Al Padre Chucho sus seguidores, a quienes llama "mis ovejitas", le piden autógrafos, y, en el día 14 de cada mes, le llevan a sus enfermos para que los cure después de una misa que él ofrece por ellos. 

A la derecha de la tarima hay otras vallas que rodean a casi cien personas, que permanecen sentadas durante toda la celebración. Están allí desde antes de las cuatro. Muchos son ancianos, también hay niños y jóvenes. Todos dejan ver las huellas de la enfermedad: una protuberancia en el cuello, la espalda torcida, la mirada perdida, escamas en la piel. Hay varios en silla de ruedas, y una señora, ya anciana, está recostada en una camilla. Hasta donde ellos irá el padre Jesús Hernán durante la misa para imponerles las manos, tanto hoy, 14 de febrero, como en la misa de los domingos por la mañana: dicen que el padre tiene el don de la sanación. A estas últimas vienen menos feligreses.

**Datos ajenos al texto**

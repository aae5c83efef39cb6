use async_trait::async_trait;
use reqwest::{Client, Method};
use serde::de::DeserializeOwned;
use serde::{Deserialize, Serialize};
use std::sync::Arc;
use std::time::Duration;
use tokio::sync::RwLock;

use super::{http_client, BrokerGateway, TokenRefresher};
use crate::error::{mentions_expired_token, BrokerError};
use crate::models::{
    string_or_number, AccountInfo, OpenPosition, OrderRequest, OrderStatus, TradeSide,
};

pub const ALLCASH_API_BASE: &str = "https://allcash.site/api/v1.1";
const DEFAULT_TRADE_DURATION_MINUTES: u32 = 5;
const REQUEST_TIMEOUT_SECS: u64 = 30;

/// Client for the AllCash broker order-entry API
///
/// Requests carry `Authorization: Bearer <token>`. When the broker rejects the
/// token (401/403 or an expired-token error payload) the client asks its
/// [`TokenRefresher`] for a new one and retries the call once.
#[derive(Clone)]
pub struct AllCashClient {
    client: Client,
    base_url: String,
    token: Arc<RwLock<String>>,
    refresher: Option<Arc<dyn TokenRefresher>>,
    trade_duration_minutes: u32,
    demo: bool,
}

// ============== Request / Response Types ==============

#[derive(Debug, Serialize)]
struct TradeBody<'a> {
    amount: f64,
    direction: &'static str,
    asset: &'a str,
    time: u32,
    demo: bool,
    #[serde(skip_serializing_if = "Option::is_none")]
    take_profit: Option<f64>,
    #[serde(skip_serializing_if = "Option::is_none")]
    stop_loss: Option<f64>,
}

#[derive(Debug, Serialize)]
struct CloseBody<'a> {
    order_id: &'a str,
    demo: bool,
}

#[derive(Debug, Serialize)]
struct ModifyBody {
    #[serde(skip_serializing_if = "Option::is_none")]
    take_profit: Option<f64>,
    #[serde(skip_serializing_if = "Option::is_none")]
    stop_loss: Option<f64>,
}

#[derive(Debug, Deserialize)]
struct TradeResponse {
    #[serde(default, alias = "id", deserialize_with = "string_or_number")]
    order_id: Option<String>,
}

#[derive(Debug, Deserialize)]
struct SuccessResponse {
    #[serde(default)]
    success: bool,
}

#[derive(Debug, Deserialize)]
struct PositionsResponse {
    #[serde(default)]
    positions: Vec<OpenPosition>,
}

// ============== Implementation ==============

impl AllCashClient {
    pub fn new(api_key: impl Into<String>) -> Self {
        Self {
            client: http_client(Duration::from_secs(REQUEST_TIMEOUT_SECS)),
            base_url: ALLCASH_API_BASE.to_string(),
            token: Arc::new(RwLock::new(api_key.into())),
            refresher: None,
            trade_duration_minutes: DEFAULT_TRADE_DURATION_MINUTES,
            demo: true,
        }
    }

    /// Account mode sent with close requests; orders carry their own flag
    pub fn with_demo(mut self, demo: bool) -> Self {
        self.demo = demo;
        self
    }

    pub fn with_base_url(mut self, base_url: impl Into<String>) -> Self {
        self.base_url = base_url.into().trim_end_matches('/').to_string();
        self
    }

    pub fn with_refresher(mut self, refresher: Arc<dyn TokenRefresher>) -> Self {
        self.refresher = Some(refresher);
        self
    }

    pub fn with_trade_duration(mut self, minutes: u32) -> Self {
        self.trade_duration_minutes = minutes;
        self
    }

    /// Authenticated request with at most one credential renewal
    async fn request<T, B>(&self, method: Method, path: &str, body: Option<&B>) -> Result<T, BrokerError>
    where
        T: DeserializeOwned,
        B: Serialize + ?Sized + Sync,
    {
        let mut renewed = false;

        loop {
            match self.request_once(method.clone(), path, body).await {
                Err(e) if e.is_auth_failure() && !renewed => {
                    let Some(refresher) = &self.refresher else {
                        return Err(BrokerError::Authentication(e.to_string()));
                    };

                    tracing::warn!("Broker rejected credential on {} ({}), renewing", path, e);
                    let token = refresher.refresh().await?;
                    *self.token.write().await = token;
                    renewed = true;
                }
                Err(e) if e.is_auth_failure() => {
                    return Err(BrokerError::Authentication(e.to_string()));
                }
                result => return result,
            }
        }
    }

    async fn request_once<T, B>(
        &self,
        method: Method,
        path: &str,
        body: Option<&B>,
    ) -> Result<T, BrokerError>
    where
        T: DeserializeOwned,
        B: Serialize + ?Sized + Sync,
    {
        let url = format!("{}{}", self.base_url, path);
        let token = self.token.read().await.clone();

        let mut builder = self
            .client
            .request(method, &url)
            .bearer_auth(token)
            .header("Accept", "application/json");
        if let Some(body) = body {
            builder = builder.json(body);
        }

        let response = builder.send().await?;
        let status = response.status();
        let text = response.text().await?;

        if !status.is_success() {
            if mentions_expired_token(&text) {
                return Err(BrokerError::Authentication(text));
            }
            return Err(BrokerError::Status {
                status: status.as_u16(),
                body: text,
            });
        }

        let value: serde_json::Value =
            serde_json::from_str(&text).map_err(|e| BrokerError::Decode(format!("{}: {}", e, text)))?;

        if let Some(error) = value.get("error").filter(|e| !e.is_null()) {
            let message = error
                .as_str()
                .map(str::to_string)
                .unwrap_or_else(|| error.to_string());
            return Err(BrokerError::Api(message));
        }

        serde_json::from_value(value).map_err(|e| BrokerError::Decode(e.to_string()))
    }
}

#[async_trait]
impl BrokerGateway for AllCashClient {
    /// Endpoint: POST /signal/trade
    async fn place_order(&self, request: &OrderRequest) -> Result<Option<String>, BrokerError> {
        let body = TradeBody {
            amount: request.amount,
            direction: match request.side {
                TradeSide::Buy => "CALL",
                TradeSide::Sell => "PUT",
            },
            asset: &request.symbol,
            time: self.trade_duration_minutes,
            demo: request.demo,
            take_profit: request.take_profit,
            stop_loss: request.stop_loss,
        };

        let response: TradeResponse = self
            .request(Method::POST, "/signal/trade", Some(&body))
            .await?;

        match &response.order_id {
            Some(id) => tracing::info!(symbol = %request.symbol, order_id = %id, "Order placed"),
            None => tracing::warn!(symbol = %request.symbol, "Broker returned no order id"),
        }

        Ok(response.order_id)
    }

    /// Endpoint: POST /signal/close
    async fn close_order(&self, order_id: &str) -> Result<bool, BrokerError> {
        let response: SuccessResponse = self
            .request(
                Method::POST,
                "/signal/close",
                Some(&CloseBody {
                    order_id,
                    demo: self.demo,
                }),
            )
            .await?;

        if response.success {
            tracing::info!(order_id, "Closed order");
        } else {
            tracing::warn!(order_id, "Broker declined to close order");
        }

        Ok(response.success)
    }

    /// Endpoint: GET /orders/{id}
    async fn order_status(&self, order_id: &str) -> Result<OrderStatus, BrokerError> {
        self.request::<OrderStatus, ()>(Method::GET, &format!("/orders/{}", order_id), None)
            .await
    }

    /// Endpoint: PUT /orders/{id}
    async fn modify_order(
        &self,
        order_id: &str,
        take_profit: Option<f64>,
        stop_loss: Option<f64>,
    ) -> Result<bool, BrokerError> {
        if take_profit.is_none() && stop_loss.is_none() {
            return Ok(true);
        }

        let response: SuccessResponse = self
            .request(
                Method::PUT,
                &format!("/orders/{}", order_id),
                Some(&ModifyBody {
                    take_profit,
                    stop_loss,
                }),
            )
            .await?;

        if response.success {
            tracing::info!(order_id, ?take_profit, ?stop_loss, "Modified order");
        } else {
            tracing::warn!(order_id, "Broker declined to modify order");
        }

        Ok(response.success)
    }

    /// Endpoint: GET /account
    async fn account_info(&self) -> Result<AccountInfo, BrokerError> {
        self.request::<AccountInfo, ()>(Method::GET, "/account", None)
            .await
    }

    /// Endpoint: GET /positions
    async fn open_positions(&self) -> Result<Vec<OpenPosition>, BrokerError> {
        let response: PositionsResponse = self
            .request::<PositionsResponse, ()>(Method::GET, "/positions", None)
            .await?;
        Ok(response.positions)
    }
}
//! Human-friendly verb labels for operation types.

/// Past/present verb pair used when reporting an operation's outcome.
#[derive(Debug, Clone, Copy, PartialEq, Eq)]
pub struct ActionLabels {
    /// Past-tense verb, e.g. `"created"`.
    pub past: &'static str,
    /// Present-tense verb, e.g. `"create"`.
    pub present: &'static str,
}

/// Suffix table mapping wire-level operation types to verb pairs.
///
/// Order matters: the first suffix match wins, so the longer snapshot and
/// instance-group entries sit above the bare verbs they end with.
const LABELS: &[(&str, ActionLabels)] = &[
    (
        "createSnapshot",
        ActionLabels {
            past: "created",
            present: "create",
        },
    ),
    (
        "recreateInstancesInstanceGroupManager",
        ActionLabels {
            past: "recreated",
            present: "recreate",
        },
    ),
    (
        "insert",
        ActionLabels {
            past: "created",
            present: "create",
        },
    ),
    (
        "delete",
        ActionLabels {
            past: "deleted",
            present: "delete",
        },
    ),
    (
        "update",
        ActionLabels {
            past: "updated",
            present: "update",
        },
    ),
    (
        "invalidateCache",
        ActionLabels {
            past: "completed invalidation for",
            present: "complete invalidation for",
        },
    ),
];

/// Fallback pair for operation types with no table entry.
const DEFAULT_LABELS: ActionLabels = ActionLabels {
    past: "updated",
    present: "update",
};

/// Maps a wire-level operation type to its verb pair by suffix match.
///
/// Dotted variants (`"compute.disks.delete"`) match the same entries as the
/// bare verbs; unknown types fall back to `(updated, update)`.
#[must_use]
pub fn labels_for(operation_type: &str) -> ActionLabels {
    LABELS
        .iter()
        .find(|(suffix, _)| operation_type.ends_with(suffix))
        .map_or(DEFAULT_LABELS, |(_, labels)| *labels)
}

/// Whether the operation type describes a deletion.
///
/// Defined through the label table rather than the raw string so dotted
/// variants and future table entries stay consistent with reporting.
#[must_use]
pub fn is_delete(operation_type: &str) -> bool {
    labels_for(operation_type).past == "deleted"
}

—Antes se llenaba esta cancha también los domingos —dice don Rigoberto, un manizalita cercano a los 65 que atiende un pequeño negocio cerca al descampado donde se celebran estas misas—. Ha bajado mucho porque el padre a veces no venía por los compromisos que tenía con el programa de televisión. Usted sabe, la gente quiere es verlo a él.

Las misas que ofrece el padre Chucho son toda una puesta en escena. En cuanto a la música, podría decirse que son misas crossover: se oye una salsa durante el rito de la paz, una balada durante la elevación, una cumbia en el santo santo y algo de rock cuando empieza, como para calentar los ánimos. También pueden oírse una polka y un merengue durante la comunión.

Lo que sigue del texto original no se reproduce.